Surrogacy in the UK
Our team of leading surrogacy lawyers can provide expert legal advice on UK surrogacy arrangements.
If you have or are considering creating your family through a UK (sometimes called “domestic”) surrogacy arrangement, it’s important to take legal advice to make sure you - and your partner if you have one - are recognised as the legal parents of your child.
We can help you understand the legal issues at any stage of your surrogacy journey whether it is before using a surrogate, during the pregnancy or after the birth of your child.
What you need to know
Under UK law, the woman who gives birth (the surrogate) is the legal mother of the child. It is important to be aware that she is responsible for registering the child within six weeks of the birth.
Who else is a legal parent will depend on whether the surrogate is married or in a civil partnership and, if she is single, whether fertility treatment took place at a licenced UK fertility clinic and what consent forms were signed.
- If she is married her husband will be the legal father
- If she is in a same-sex marriage or civil partnership, her wife or civil partner will be the other legal parent
- If she is unmarried, the intended father is often also the legal father (assuming he is the child’s biological father)
- However, if conception takes place at a fertility clinic in the UK someone else can be nominated as the second legal parent, for example an intended mother or a non-biological father.
Parental orders
The legal solution in the UK for resolving parenthood in surrogacy cases is a parental order. This is a court order which makes the intended parent(s) the legal parents of the child and permanently extinguishes the parenthood of the surrogate and her spouse. The intended parents must apply to the court for the order and a judge will assess their application. Once the order is made, the child’s birth will be re-registered to record the intended parents as the legal parents.

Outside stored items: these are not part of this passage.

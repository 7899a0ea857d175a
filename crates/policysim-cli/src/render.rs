//! Terminal rendering

use colored::Colorize;
use policysim_core::policy::{Advisory, PolicyConfig};
use policysim_core::{
    ChartSeries, ComparisonResult, NormalizationWarning, PolicyDraft, PolicySimError,
    PreviewSeries, Result, RiskLevel, SimulationResult, SubmitError, TimelineMetric,
    ValidationErrors,
};
use serde::Serialize;

/// `simulate --json` output
#[derive(Serialize)]
pub struct SimulationOutput<'a> {
    pub result: &'a SimulationResult,
    #[serde(skip_serializing_if = "Vec::is_empty")]
    pub warnings: Vec<String>,
    #[serde(skip_serializing_if = "Option::is_none")]
    pub explanation: Option<&'a str>,
}

/// `compare --json` output
#[derive(Serialize)]
pub struct ComparisonOutput<'a> {
    pub result: &'a ComparisonResult,
    #[serde(skip_serializing_if = "Vec::is_empty")]
    pub warnings: Vec<String>,
}

/// Settle a simulation run for display.
///
/// A stale outcome yields `Ok(None)` and prints nothing; any other failure
/// becomes the one-line message shown to the user.
pub fn settle(outcome: Result<SimulationResult>) -> anyhow::Result<Option<SimulationResult>> {
    match outcome {
        Ok(result) => Ok(Some(result)),
        Err(err) => match err.user_message() {
            None => {
                tracing::debug!("Dropped superseded simulation: {}", err);
                Ok(None)
            }
            Some(message) => {
                if let PolicySimError::Submit(SubmitError::Invalid(errors)) = &err {
                    print_validation_errors(errors);
                    anyhow::bail!("Policy is invalid, nothing was sent");
                }
                Err(anyhow::anyhow!(message))
            }
        },
    }
}

pub fn print_valid(policy: &PolicyConfig) {
    println!("{} {} is valid", "✓".green(), policy.name().bold());
    print_policy(policy);
}

pub fn print_validation_errors(errors: &ValidationErrors) {
    for error in errors.errors() {
        println!("{} {}: {}", "✗".red(), error.field.bold(), error.reason);
    }
}

fn print_policy(policy: &PolicyConfig) {
    println!("  Type      {}", policy.info().name);
    println!("  Strength  {}%", policy.strength_percent());
    println!("  Duration  {} years", policy.duration_years());
    println!("  Budget    {}", money(policy.budget()));
}

pub fn print_preview(draft: &PolicyDraft, series: &PreviewSeries) {
    println!(
        "{} {} (estimate, not a simulation)",
        "Preview".bold(),
        draft.name
    );
    for (label, value) in series.labels().iter().zip(series.values()) {
        println!("  {:<4} {:>6.2}%", label, value);
    }
}

pub fn print_advisories(policy: &PolicyConfig, advisories: &[Advisory]) {
    if advisories.is_empty() {
        println!("{} No concerns for {}", "✓".green(), policy.name());
        return;
    }
    for advisory in advisories {
        println!("{} {}", "!".yellow(), advisory.message());
    }
}

pub fn print_result(result: &SimulationResult) {
    let policy = result.policy();
    println!("{}", policy.name().bold());
    print_policy(policy);

    println!();
    println!("{}", "Timeline".bold());
    println!("  {:<4} {:>8} {:>11} {:>12}", "Year", "Pay gap", "Employment", "Leadership");
    for point in result.timeline().points() {
        let employment = point
            .employment_ratio
            .map(|r| format!("{r:.3}"))
            .unwrap_or_else(|| "-".to_string());
        let leadership = point
            .leadership
            .map(|l| format!("{:.1}%", l.female))
            .unwrap_or_else(|| "-".to_string());
        println!(
            "  Y{:<3} {:>7.2}% {:>11} {:>12}",
            point.year, point.pay_gap, employment, leadership
        );
    }

    let metrics = result.final_metrics();
    println!();
    println!("{}", "Final metrics".bold());
    println!(
        "  Pay gap reduction       {:.1} pts",
        metrics.pay_gap_reduction_percent
    );
    println!(
        "  Employment improvement  {:.1}%",
        metrics.employment_improvement_percent
    );
    println!(
        "  Women in leadership     {:.1}%",
        metrics.final_leadership.female
    );
    println!("  Budget spent            {}", money(metrics.total_budget_spent));
    println!(
        "  Risk                    {:.0} ({})",
        result.risk().score,
        risk_label(result.risk().level)
    );
}

pub fn print_warnings(warnings: &[NormalizationWarning]) {
    for warning in warnings {
        println!("{} {}", "warning:".yellow(), warning);
    }
}

pub fn print_explanation(text: &str) {
    println!();
    println!("{}", "Explanation".bold());
    println!("{}", text.replace("**", ""));
}

pub fn print_comparison(result: &ComparisonResult) {
    let (a, b) = (result.a(), result.b());
    let analysis = result.analysis();
    let diff = result.directional_diff();

    println!(
        "{} {} vs {}",
        "Comparison".bold(),
        a.policy().name(),
        b.policy().name()
    );
    println!("  {:<24} {:>14} {:>14} {:>12}", "", "A", "B", "A - B");
    row(
        "Pay gap reduction (pts)",
        a.final_metrics().pay_gap_reduction_percent,
        b.final_metrics().pay_gap_reduction_percent,
        diff.pay_gap_reduction,
    );
    row(
        "Employment (%)",
        a.final_metrics().employment_improvement_percent,
        b.final_metrics().employment_improvement_percent,
        diff.employment_improvement,
    );
    row(
        "Budget spent",
        a.final_metrics().total_budget_spent,
        b.final_metrics().total_budget_spent,
        diff.budget,
    );
    row("Risk score", a.risk().score, b.risk().score, diff.risk);

    println!();
    println!("{}", "Pay gap by year".bold());
    let [gap_a, gap_b] = ChartSeries::comparison_pair(result, TimelineMetric::PayGap);
    for (pa, pb) in gap_a.points.iter().zip(&gap_b.points) {
        println!("  Y{:<3} {:>7.2}% {:>7.2}%", pa.x, pa.y, pb.y);
    }

    println!();
    println!(
        "{} {}",
        "Recommended:".bold(),
        analysis.overall_recommendation.green()
    );
    for recommendation in &analysis.recommendations {
        println!("  - {}", recommendation);
    }
    if let Some(text) = result.explanation() {
        print_explanation(text);
    }
}

fn row(label: &str, a: f64, b: f64, diff: f64) {
    println!("  {:<24} {:>14.1} {:>14.1} {:>+12.1}", label, a, b, diff);
}

fn risk_label(level: RiskLevel) -> colored::ColoredString {
    match level {
        RiskLevel::Low => level.as_str().green(),
        RiskLevel::Medium => level.as_str().yellow(),
        RiskLevel::High => level.as_str().red(),
    }
}

/// `$1,234,567`
pub fn money(amount: f64) -> String {
    let whole = format!("{:.0}", amount.abs());
    let mut grouped = String::with_capacity(whole.len() + whole.len() / 3);
    for (i, c) in whole.chars().enumerate() {
        if i > 0 && (whole.len() - i) % 3 == 0 {
            grouped.push(',');
        }
        grouped.push(c);
    }
    let sign = if amount < 0.0 { "-" } else { "" };
    format!("{sign}${grouped}")
}

#[cfg(test)]
mod tests {
    use super::*;

    #[test]
    fn test_stale_run_settles_silently() {
        let stale: PolicySimError = policysim_core::StaleResponseError {
            token: policysim_core::RequestToken::from_raw(1),
            current: None,
        }
        .into();
        assert!(settle(Err(stale)).unwrap().is_none());
    }

    #[test]
    fn test_failed_run_settles_to_user_message() {
        let err: PolicySimError = policysim_core::TransportError::Request("refused".into()).into();
        let err = settle(Err(err)).unwrap_err();
        assert_eq!(err.to_string(), "Could not reach the simulation engine");
    }

    #[test]
    fn test_money() {
        assert_eq!(money(2_000_000.0), "$2,000,000");
        assert_eq!(money(999.0), "$999");
        assert_eq!(money(100_000.0), "$100,000");
        assert_eq!(money(-1_500.0), "-$1,500");
    }
}
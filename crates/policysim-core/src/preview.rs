//! Local preview estimator
//!
//! Gives instant feedback while a draft is being edited, before any round
//! trip to the engine. The estimate is a closed-form linear approximation:
//!
//! ```text
//! gap(i) = baseline - (strength / 100) * 0.3 * i      for i in 0..=duration
//! ```
//!
//! It is not the engine's model and is kept in its own type,
//! [`PreviewSeries`], so it can never stand in for a `SimulationResult`.

use serde::Serialize;

use crate::policy::{PolicyDraft, MAX_DURATION_YEARS, MIN_DURATION_YEARS};

/// Baseline pay gap, in percent, used when none is configured
pub const DEFAULT_BASELINE_GAP: f64 = 23.0;

/// Pay gap reduction per year at 100% strength, in percentage points
const REDUCTION_PER_YEAR: f64 = 0.3;

/// One preview point
#[derive(Debug, Clone, Copy, PartialEq, Serialize)]
pub struct PreviewPoint {
    /// Year index, 0 is the baseline
    pub year: u32,
    /// Estimated pay gap, in percent
    pub pay_gap: f64,
}

/// Approximate pay gap trajectory computed locally
#[derive(Debug, Clone, PartialEq, Serialize)]
pub struct PreviewSeries {
    baseline_gap: f64,
    points: Vec<PreviewPoint>,
}

impl PreviewSeries {
    /// Points in ascending year order
    pub fn points(&self) -> &[PreviewPoint] {
        &self.points
    }

    /// Pay gap values in year order
    pub fn values(&self) -> Vec<f64> {
        self.points.iter().map(|p| p.pay_gap).collect()
    }

    /// Display labels (`Y0`, `Y1`, ...)
    pub fn labels(&self) -> Vec<String> {
        self.points.iter().map(|p| format!("Y{}", p.year)).collect()
    }

    /// Baseline the series was computed from
    pub fn baseline_gap(&self) -> f64 {
        self.baseline_gap
    }

    /// Number of points (duration + 1)
    pub fn len(&self) -> usize {
        self.points.len()
    }

    /// Never true: a series has at least the baseline point
    pub fn is_empty(&self) -> bool {
        self.points.is_empty()
    }
}

/// Estimate with the default baseline gap
pub fn estimate(draft: &PolicyDraft) -> PreviewSeries {
    estimate_with_baseline(draft, DEFAULT_BASELINE_GAP)
}

/// Estimate the pay gap trajectory for a draft.
///
/// Never fails: strength is clamped to the kind's range, duration to the
/// accepted span, and a non-finite baseline falls back to the default.
pub fn estimate_with_baseline(draft: &PolicyDraft, baseline_gap: f64) -> PreviewSeries {
    let baseline_gap = if baseline_gap.is_finite() {
        baseline_gap
    } else {
        DEFAULT_BASELINE_GAP
    };

    let (min, max) = draft.kind.strength_range();
    let strength = if draft.strength_percent.is_finite() {
        draft.strength_percent.clamp(min, max)
    } else {
        min
    };

    let duration = draft.duration_years.clamp(
        i64::from(MIN_DURATION_YEARS),
        i64::from(MAX_DURATION_YEARS),
    ) as u32;

    let slope = (strength / 100.0) * REDUCTION_PER_YEAR;
    let points = (0..=duration)
        .map(|year| PreviewPoint {
            year,
            pay_gap: baseline_gap - slope * f64::from(year),
        })
        .collect();

    PreviewSeries {
        baseline_gap,
        points,
    }
}
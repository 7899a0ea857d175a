//! Engine transport
//!
//! The remote simulation engine is reached only through [`EngineTransport`],
//! so the lifecycle controller and the comparison orchestrator can be driven
//! by [`HttpEngineClient`] in production and by in-memory fakes in tests.
//!
//! Responses are returned raw; turning them into typed results is the
//! normalizer's job.

mod http;

pub use http::HttpEngineClient;

use async_trait::async_trait;
use serde::Serialize;
use serde_json::Value;

use crate::error::TransportError;
use crate::model::{FinalMetrics, LeadershipSplit, RiskAssessment, SimulationResult};
use crate::policy::{PolicyConfig, PolicyKind};

/// Remote simulation engine
#[async_trait]
pub trait EngineTransport: Send + Sync + std::fmt::Debug {
    /// Run one simulation, returning the raw response body
    async fn simulate(&self, policy: &PolicyConfig) -> Result<Value, TransportError>;

    /// Run a joint comparison of two policies, returning the raw response body
    async fn compare(&self, a: &PolicyConfig, b: &PolicyConfig) -> Result<Value, TransportError>;

    /// Plain-language explanation of a result
    async fn explain(&self, result: &SimulationResult) -> Result<String, TransportError>;

    /// Rendered report document for a result
    async fn download_report(
        &self,
        result: &SimulationResult,
        explanation: &str,
    ) -> Result<Vec<u8>, TransportError>;

    /// Informational insights for a policy type
    async fn policy_insights(&self, kind: PolicyKind) -> Result<Value, TransportError>;

    /// Engine health status
    async fn health(&self) -> Result<Value, TransportError>;
}

/// Simulation request body
#[derive(Debug, Clone, PartialEq, Serialize)]
pub struct PolicyRequest<'a> {
    /// Wire name of the kind
    pub policy_type: PolicyKind,
    /// Strength, in percent
    pub percentage: f64,
    /// Duration, in years
    pub duration: u32,
    /// Total budget
    pub budget: f64,
    /// Display name, echoed back by the engine
    pub policy_name: &'a str,
}

impl<'a> From<&'a PolicyConfig> for PolicyRequest<'a> {
    fn from(policy: &'a PolicyConfig) -> Self {
        Self {
            policy_type: policy.kind(),
            percentage: policy.strength_percent(),
            duration: policy.duration_years(),
            budget: policy.budget(),
            policy_name: policy.name(),
        }
    }
}

/// Comparison request body
#[derive(Debug, Clone, PartialEq, Serialize)]
pub struct CompareRequest<'a> {
    /// First policy
    pub policy_a: PolicyRequest<'a>,
    /// Second policy
    pub policy_b: PolicyRequest<'a>,
}

#[derive(Debug, Serialize)]
struct PolicyEcho<'a> {
    name: &'a str,
    #[serde(rename = "type")]
    kind: PolicyKind,
    type_name: &'static str,
    description: &'static str,
    percentage: f64,
    duration: u32,
    budget: f64,
}

#[derive(Debug, Serialize)]
struct TimelineColumns {
    years: Vec<u32>,
    pay_gap: Vec<f64>,
    #[serde(skip_serializing_if = "Option::is_none")]
    employment_ratio: Option<Vec<f64>>,
    #[serde(skip_serializing_if = "Option::is_none")]
    leadership: Option<Vec<LeadershipSplit>>,
    #[serde(skip_serializing_if = "Option::is_none")]
    budget_spent: Option<Vec<f64>>,
    duration: u32,
}

#[derive(Debug, Serialize)]
struct MetricsEcho<'a> {
    #[serde(flatten)]
    metrics: &'a FinalMetrics,
    final_pay_gap: f64,
}

#[derive(Debug, Serialize)]
struct ResultEcho<'a> {
    policy: PolicyEcho<'a>,
    timeline: TimelineColumns,
    final_metrics: MetricsEcho<'a>,
    risk: &'a RiskAssessment,
    #[serde(skip_serializing_if = "Option::is_none")]
    timestamp: Option<String>,
}

/// A result in the engine's own response shape.
///
/// The explain and report endpoints read the result back in this shape
/// (column-wise timeline, descriptive policy fields, `final_pay_gap`).
/// Companion columns are only sent when every year carries them.
pub fn engine_payload(result: &SimulationResult) -> Value {
    let policy = result.policy();
    let info = policy.info();
    let points = result.timeline().points();
    let metrics = result.final_metrics();

    let final_pay_gap = metrics
        .final_pay_gap_percent
        .or_else(|| result.timeline().last().map(|p| p.pay_gap))
        .unwrap_or_default();

    let echo = ResultEcho {
        policy: PolicyEcho {
            name: policy.name(),
            kind: policy.kind(),
            type_name: info.name,
            description: info.description,
            percentage: policy.strength_percent(),
            duration: policy.duration_years(),
            budget: policy.budget(),
        },
        timeline: TimelineColumns {
            years: result.timeline().years(),
            pay_gap: result.timeline().pay_gaps(),
            employment_ratio: points.iter().map(|p| p.employment_ratio).collect(),
            leadership: points.iter().map(|p| p.leadership).collect(),
            budget_spent: points.iter().map(|p| p.budget_spent).collect(),
            duration: policy.duration_years(),
        },
        final_metrics: MetricsEcho {
            metrics,
            final_pay_gap,
        },
        risk: result.risk(),
        timestamp: result
            .computed_at()
            .map(|t| t.format("%Y-%m-%dT%H:%M:%S%.f").to_string()),
    };

    serde_json::to_value(echo).unwrap_or(Value::Null)
}

/// Report file name the engine suggests for a result
pub fn report_file_name(policy: &PolicyConfig) -> String {
    format!("PolicySim_{}_Report.pdf", policy.name().replace(' ', "_"))
}

#[cfg(test)]
mod tests {
    use super::*;
    use crate::normalize::normalize;
    use crate::policy::{validate, PolicyDraft};
    use serde_json::json;

    fn engine_result() -> Value {
        json!({
            "policy": {"name": "Leave Plus", "type": "parental_leave", "percentage": 80,
                       "duration": 2, "budget": 3000000},
            "timeline": {
                "years": [0, 1, 2],
                "pay_gap": [23.0, 22.0, 21.2],
                "leadership": [
                    {"female": 30.0, "male": 70.0},
                    {"female": 30.9, "male": 69.1},
                    {"female": 31.8, "male": 68.2}
                ]
            },
            "final_metrics": {
                "pay_gap_reduction": 1.8, "employment_improvement": 6.1,
                "final_employment_ratio": 0.87,
                "final_leadership": {"female": 31.8, "male": 68.2},
                "total_budget_spent": 3000000.0
            },
            "risk": {"score": 48.0, "level": "medium"},
            "timestamp": "2025-06-01T10:00:00"
        })
    }

    #[test]
    fn test_policy_request_body() {
        let draft = PolicyDraft::new("Equal Pay 2025", PolicyKind::EqualPay, 75.0, 5, 2e6);
        let policy = validate(&draft).unwrap();
        let body = serde_json::to_value(PolicyRequest::from(&policy)).unwrap();
        assert_eq!(
            body,
            json!({
                "policy_type": "equal_pay",
                "percentage": 75.0,
                "duration": 5,
                "budget": 2000000.0,
                "policy_name": "Equal Pay 2025"
            })
        );
    }

    #[test]
    fn test_engine_payload_shape() {
        let result = normalize(&engine_result()).unwrap().value;
        let payload = engine_payload(&result);

        assert_eq!(payload["policy"]["type_name"], "Parental Leave Expansion");
        assert_eq!(payload["timeline"]["years"], json!([0, 1, 2]));
        assert_eq!(payload["timeline"]["duration"], 2);
        assert!(payload["timeline"].get("employment_ratio").is_none());
        assert_eq!(payload["timeline"]["leadership"][2]["female"], 31.8);
        // Falls back to the last timeline year when the engine omitted it
        assert_eq!(payload["final_metrics"]["final_pay_gap"], 21.2);
        assert_eq!(payload["final_metrics"]["pay_gap_reduction"], 1.8);
        assert_eq!(payload["timestamp"], "2025-06-01T10:00:00");
    }

    #[test]
    fn test_engine_payload_normalizes_back() {
        let result = normalize(&engine_result()).unwrap().value;
        let again = normalize(&engine_payload(&result)).unwrap().value;
        assert_eq!(again.policy(), result.policy());
        assert_eq!(again.timeline(), result.timeline());
        assert_eq!(again.risk(), result.risk());
        assert_eq!(again.computed_at(), result.computed_at());
    }

    #[test]
    fn test_report_file_name() {
        let draft = PolicyDraft::new("Equal Pay 2025", PolicyKind::EqualPay, 75.0, 5, 2e6);
        let policy = validate(&draft).unwrap();
        assert_eq!(report_file_name(&policy), "PolicySim_Equal_Pay_2025_Report.pdf");
    }
}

A parental order is essential to ensure that intended parents are recognised as legal parents of their child and have parental responsibility for them.
When making a parental order, the judge needs to be satisfied not only that making the order will be in the child’s best interests but that a number of specific criteria have been met:
- The intended parents (or at least one of them) are genetically related to the child.
- The child was carried by a surrogate as a result of assisted reproduction techniques (ie was not conceived naturally).
- Either there is one intended parent (eg a single parent) or if there are two intended parents they are married/in a civil partnership or in an enduring family relationship together (same-sex couples and co-parents are eligible to apply for parental orders as joint applicants. In some circumstances separated couples will still qualify as being in an enduring family relationship).
- Any intended parent must be over the age of 18.
- The child has their home with the intended parent(s) and at least one intended parent is domiciled in the UK, Channel Islands, or Isle of Man.
- The application is made within six months of the child being born (although the court has the discretion to extend this time limit).
- The surrogate and anyone else who is treated as a legal parent at birth has given consent to a parental order being made more than six weeks after the child’s birth.
- Any payments which were not for expenses reasonably incurred has been approved by the court.
If intended parents do not obtain a parental order in the UK they will not be recognised as their child’s legal parents. We can help advise intended parents and surrogates to navigate the process of applying for a parental order and help legally protect parents.